Al,
My .02 - depends what you want to do with the land after dealing with the stump. Cedar won't rot down for a LONG time - even if you grind it down. Buddy of mine out in WA state still has Cedar stumps on his land from when it was first clear-cut over 50 years ago. The wood is still pretty solid.
My experience is with the stump of an 80ft Maple that was within 10ft of my house - hence had it ground down. I wanted it to revert to grass. Here's the lessons I learned:
1. Don't underestimate how much the ground has been heaved up by the tree. The guys that did my stump took it down about 6" below the surface around the tree. Really needed it down 12" below to get to the true grade in that part of the yard.

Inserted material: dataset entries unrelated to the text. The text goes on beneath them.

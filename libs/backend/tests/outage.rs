mod common;

use std::time::Duration;

use base64::Engine;
use base64::engine::general_purpose::STANDARD;
use inlet_backend::{BackendConfig, WriteOutcome};
use inlet_spool::{DEAD_SUFFIX, ERROR_SUFFIX, SpoolKind};
use inlet_store::MessageStore;
use serde_json::json;

use common::{harness, harness_with};

#[tokio::test]
async fn outage_spools_and_flush_recovers() {
    let h = harness().await;
    h.store.set_available(false);

    let receipt = h.backend.receive_msg(&h.channel, h.msg("hello")).await.unwrap();
    assert_eq!(receipt.outcome, WriteOutcome::Spooled);
    assert_eq!(h.sqlite.count_msgs().await.unwrap(), 0);
    assert_eq!(h.spool.pending_count().await.unwrap(), 1);
    assert!(!h.backend.health().await.store_ok);

    // nothing changes while the store is still down
    let report = h.backend.flush_spool().await;
    assert_eq!(report.retried, 1);
    assert_eq!(h.spool.pending_count().await.unwrap(), 1);

    h.store.set_available(true);
    let report = h.backend.flush_spool().await;
    assert_eq!(report.flushed, 1);
    assert_eq!(h.spool.pending_count().await.unwrap(), 0);
    assert_eq!(h.sqlite.count_msgs().await.unwrap(), 1);

    let id = h.sqlite.msg_id_for_uuid(receipt.uuid).await.unwrap().unwrap();
    let row = h.sqlite.msg_by_id(id).await.unwrap().unwrap();
    assert_eq!(row.text, "hello");
    assert_eq!(h.bus.take_published().await.len(), 1);

    let health = h.backend.health().await;
    assert!(health.store_ok);
    assert_eq!(health.spool_pending, 0);
}

#[tokio::test]
async fn spooled_duplicate_is_still_suppressed() {
    let h = harness().await;
    h.store.set_available(false);
    let first = h.backend.receive_msg(&h.channel, h.msg("hello")).await.unwrap();
    let again = h.backend.receive_msg(&h.channel, h.msg("hello")).await.unwrap();
    assert_eq!(again.outcome, WriteOutcome::Duplicate);
    assert_eq!(again.uuid, first.uuid);
    assert_eq!(h.spool.pending_count().await.unwrap(), 1);
}

#[tokio::test]
async fn replaying_one_entry_twice_creates_one_row() {
    let h = harness().await;
    h.store.set_available(false);
    let receipt = h.backend.receive_msg(&h.channel, h.msg("once")).await.unwrap();

    let pending = h.spool.pending(SpoolKind::Msgs).await.unwrap();
    let copy = pending[0].with_file_name("99999999999999999999_copy.json");
    std::fs::copy(&pending[0], &copy).unwrap();

    h.store.set_available(true);
    let report = h.backend.flush_spool().await;
    assert_eq!(report.flushed, 2);
    assert_eq!(h.sqlite.count_msgs_with_uuid(receipt.uuid).await.unwrap(), 1);
    assert_eq!(h.bus.take_published().await.len(), 1);
}

#[tokio::test]
async fn spooled_attachments_are_inlined_on_replay() {
    let h = harness().await;
    h.store.set_available(false);
    let bytes = b"%PDF-1.7 invoice".to_vec();
    let msg = h
        .msg("invoice")
        .with_attachment(format!("data:application/pdf;base64,{}", STANDARD.encode(&bytes)));
    let receipt = h.backend.receive_msg(&h.channel, msg).await.unwrap();
    assert_eq!(receipt.outcome, WriteOutcome::Spooled);

    h.store.set_available(true);
    h.backend.flush_spool().await;
    let id = h.sqlite.msg_id_for_uuid(receipt.uuid).await.unwrap().unwrap();
    let row = h.sqlite.msg_by_id(id).await.unwrap().unwrap();
    let (content_type, url) = row.attachments[0].split_once(':').unwrap();
    assert_eq!(content_type, "application/pdf");
    assert_eq!(tokio::fs::read(h.blobs.resolve(url).unwrap()).await.unwrap(), bytes);
}

#[tokio::test]
async fn malformed_and_orphaned_entries_are_quarantined() {
    let h = harness().await;
    h.spool
        .write(SpoolKind::Msgs, h.channel.uuid, &json!({"text": 12}))
        .await
        .unwrap();
    let orphan = common::channel();
    let msg = inlet_core::Msg::new_incoming(&orphan, inlet_core::Urn::parse(common::SENDER).unwrap(), "x");
    h.spool.write(SpoolKind::Msgs, orphan.uuid, &msg).await.unwrap();

    let report = h.backend.flush_spool().await;
    assert_eq!(report.quarantined, 2);
    assert_eq!(h.spool.pending_count().await.unwrap(), 0);
    assert_eq!(h.spool.set_aside(SpoolKind::Msgs, ERROR_SUFFIX).await.unwrap().len(), 2);
    assert_eq!(h.sqlite.count_msgs().await.unwrap(), 0);
}

#[tokio::test]
async fn bounded_retry_dead_letters_entries() {
    let h = harness_with(BackendConfig {
        spool_max_attempts: Some(2),
        ..BackendConfig::default()
    })
    .await;
    h.store.set_available(false);
    h.backend.receive_msg(&h.channel, h.msg("doomed")).await.unwrap();

    assert_eq!(h.backend.flush_spool().await.retried, 1);
    assert_eq!(h.backend.flush_spool().await.dead, 1);
    assert_eq!(h.spool.pending_count().await.unwrap(), 0);
    assert_eq!(h.spool.set_aside(SpoolKind::Msgs, DEAD_SUFFIX).await.unwrap().len(), 1);
}

#[tokio::test]
async fn insert_that_outlives_the_timeout_is_dispatched_once() {
    let h = harness_with(BackendConfig {
        store_timeout: Duration::from_millis(50),
        ..BackendConfig::default()
    })
    .await;
    h.store.set_latency(Duration::from_millis(300));
    let msg = h.msg("slow ack");
    let receipt = h.backend.receive_msg(&h.channel, msg.clone()).await.unwrap();
    h.store.set_latency(Duration::ZERO);
    assert_eq!(receipt.outcome, WriteOutcome::Spooled);
    assert_eq!(h.spool.pending_count().await.unwrap(), 1);

    // the late insert still holds the message
    let again = h.backend.receive_msg(&h.channel, msg).await.unwrap();
    assert_eq!(again.outcome, WriteOutcome::InFlight);
    assert_eq!(h.backend.flush_spool().await.retried, 1);

    let mut flushed = 0;
    for _ in 0..50 {
        tokio::time::sleep(Duration::from_millis(20)).await;
        flushed = h.backend.flush_spool().await.flushed;
        if flushed == 1 {
            break;
        }
    }
    assert_eq!(flushed, 1);
    assert_eq!(h.spool.pending_count().await.unwrap(), 0);
    assert_eq!(h.sqlite.count_msgs_with_uuid(receipt.uuid).await.unwrap(), 1);

    let tasks = h.bus.take_published().await;
    assert_eq!(tasks.len(), 1);
    let id = h.sqlite.msg_id_for_uuid(receipt.uuid).await.unwrap().unwrap();
    assert_eq!(tasks[0].1["msg_id"], id.get());
}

2. Make sure you clear off all the woodchips from the stump so that you can see how far down the grinder has gone - before the grinder leaves site. It's really hard to get the surface levelish under all those chips - had better than 18" of chips on top of my stump - and some very high spots that needed re-work.
3. Don't leave the stump ground in a 'bowl' - makes for a mess. Water will just sit in it.
4. Before you get the stump ground identify where the big lateral roots are and have those ground out too. On my maple they were as thick as some of my smaller tree stumps!
5. If you want it to grass over, get rid of the woodchips and bring in fresh dirt from somewhere else. It takes a while for the woodchip / dirt combination to break down.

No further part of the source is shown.